To see retrieval in action, we track how far the first test image sits from its nearest training attractor at each of 10 iteration steps, plotted over the course of training and colored from iteration 1 (dark) to iteration 10 (light). Early on, the traces sit on top of each other: the attractors haven't formed yet, so iterating doesn't move the input anywhere useful. As training progresses and the learning rate decays, the traces fan out. Later iterations drop well below iteration 1, which is what convergence into a basin looks like from this view.

Distance to the nearest attractor at each iteration (first test image), plotted across training. Widening spread = stronger convergence.

That's one image's trace. The scatter below zooms out to show every training attractor and every test path at once, animated across training steps. The attractors aren't fixed. They form gradually and keep shifting as training continues, with inputs landing in different basins from step to step, only settling as the learning rate decays. You can basically watch catastrophic forgetting play out in real time.

Latent space (256-d) projected onto three orthogonal planes. Colored dots: training attractors. Paths: test images converging through iteration.
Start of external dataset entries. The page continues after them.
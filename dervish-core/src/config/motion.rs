//! Motion profile configuration
//!
//! Describes the drive train (steps per revolution, microstepping, direction
//! sense), the timing of start, stop and soft-reverse ramps, and the
//! thermistor calibration offset.

#[cfg(feature = "serde")]
use serde::{Deserialize, Serialize};

/// Lowest RPM a session step may be driven at
pub const RPM_MIN: f32 = 1.0;

/// Highest RPM the base is driven at
pub const RPM_MAX: f32 = 80.0;

/// Full steps per motor revolution (1.8° motor)
pub const DEFAULT_STEPS_PER_REV: u16 = 200;

/// Driver microstep setting
pub const DEFAULT_MICROSTEPS: u16 = 16;

/// Shortest accepted start/stop ramp
pub const MIN_RAMP_MS: u16 = 50;

/// Drive train and ramp timing
#[derive(Debug, Clone, Copy, PartialEq)]
#[cfg_attr(feature = "defmt", derive(defmt::Format))]
#[cfg_attr(feature = "serde", derive(Serialize, Deserialize))]
pub struct MotionProfile {
    /// Full steps per motor revolution
    pub steps_per_rev: u16,
    /// Microsteps per full step
    pub microsteps: u16,
    /// Swap the meaning of the DIR line
    pub invert_direction: bool,
    /// Ramp duration from rest to target (ms)
    pub start_ramp_ms: u16,
    /// Ramp duration from speed to rest (ms)
    pub stop_ramp_ms: u16,
    /// Ramp duration of each half of a soft reverse (ms)
    pub reverse_ramp_ms: u16,
    /// Dwell at rest between the two halves of a soft reverse (ms)
    pub reverse_pause_ms: u16,
    /// Added to every thermistor reading (°C)
    pub temp_offset_c: f32,
}

impl Default for MotionProfile {
    fn default() -> Self {
        Self {
            steps_per_rev: DEFAULT_STEPS_PER_REV,
            microsteps: DEFAULT_MICROSTEPS,
            invert_direction: false,
            start_ramp_ms: 350,
            stop_ramp_ms: 600,
            reverse_ramp_ms: 350,
            reverse_pause_ms: 150,
            temp_offset_c: 0.0,
        }
    }
}

impl MotionProfile {
    /// Microsteps per output revolution, never zero
    pub fn effective_steps_per_rev(&self) -> u32 {
        (self.steps_per_rev as u32 * self.microsteps as u32).max(1)
    }

    /// Convert RPM to step rate (steps/s)
    pub fn rpm_to_sps(&self, rpm: f32) -> f32 {
        rpm * self.effective_steps_per_rev() as f32 / 60.0
    }

    /// Convert step rate (steps/s) to RPM
    pub fn sps_to_rpm(&self, sps: f32) -> f32 {
        sps * 60.0 / self.effective_steps_per_rev() as f32
    }
}

#[cfg(test)]
mod tests {
    use super::*;
    use proptest::prelude::*;

    #[test]
    fn test_default_profile() {
        let profile = MotionProfile::default();
        assert_eq!(profile.effective_steps_per_rev(), 3200);
        // 60 RPM is one revolution per second
        assert_eq!(profile.rpm_to_sps(60.0), 3200.0);
    }

    #[test]
    fn test_zero_steps_never_divides_by_zero() {
        let profile = MotionProfile {
            microsteps: 0,
            ..Default::default()
        };
        assert_eq!(profile.effective_steps_per_rev(), 1);
        assert!(profile.sps_to_rpm(10.0).is_finite());
    }

    proptest! {
        #[test]
        fn test_rpm_round_trip(rpm in 0.0f32..RPM_MAX, microsteps in 1u16..=256) {
            let profile = MotionProfile { microsteps, ..Default::default() };
            let back = profile.sps_to_rpm(profile.rpm_to_sps(rpm));
            prop_assert!((back - rpm).abs() <= 1e-3);
        }
    }
}
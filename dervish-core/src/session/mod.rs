//! Session scheduling
//!
//! Runs an ordered list of process steps with pause-at-boundary semantics,
//! scaling step RPM and duration by the measured temperature and reacting
//! to temperature limit alarms.

pub mod alarm;
pub mod compensation;
pub mod scheduler;

pub use alarm::{AlarmEdge, AlarmFlags, TempAlarm};
pub use compensation::{adjusted_duration_s, adjusted_rpm};
pub use scheduler::{MotorDemand, SessionMode, SessionScheduler};
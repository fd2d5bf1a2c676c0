//! Motion control
//!
//! Step pulse generation, velocity ramps and the periodic reverse policy.

pub mod pulse;
pub mod ramp;
pub mod reverse;

pub use pulse::{PulseCommand, PulseDriver, PulseGenerator, PulseWatchdog};
pub use ramp::{RampEngine, RampPhase, RampState};
pub use reverse::ReverseTrigger;
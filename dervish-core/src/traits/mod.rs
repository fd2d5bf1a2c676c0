//! Hardware abstraction traits
//!
//! These traits define the seams between the motion/session logic and the
//! hardware or storage implementations behind it.

pub mod sensor;
pub mod stepper;
pub mod store;

pub use sensor::{SensorError, TemperatureSource};
pub use stepper::{Direction, PulseTimer, StepOutput, StepperDriver};
pub use store::SettingsStore;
That clean basin structure isn't automatic. Without heavy augmentation, intermediate outputs drift out of distribution and the network develops spurious attractors: fixed points the decoder produces that aren't any of the training images. Augmentation smooths the input distribution and pulls the basins back onto the real data. Below, each test image iterates toward the training example it most resembles.

Test 1
Rollout
Attractor
Test 2
Rollout
Attractor
Test 3
Rollout
Attractor
Test 4
Rollout
Attractor

The reconstruction loss puts fixed points at the training images by construction. Heavy augmentation and the smoothness of the learned map combine to give those fixed points wide basins, wide enough to catch novel inputs and pull them toward the training image they most resemble in latent space. Iterate the network and reconstruction becomes retrieval.

References

  • Radhakrishnan, A., Belkin, M. & Uhler, C. Memorization in overparameterized autoencoders. arXiv (2018).
  • Radhakrishnan, A., Belkin, M. & Uhler, C. Overparameterized neural networks implement associative memory. PNAS 117(44), 27162–27170 (2020).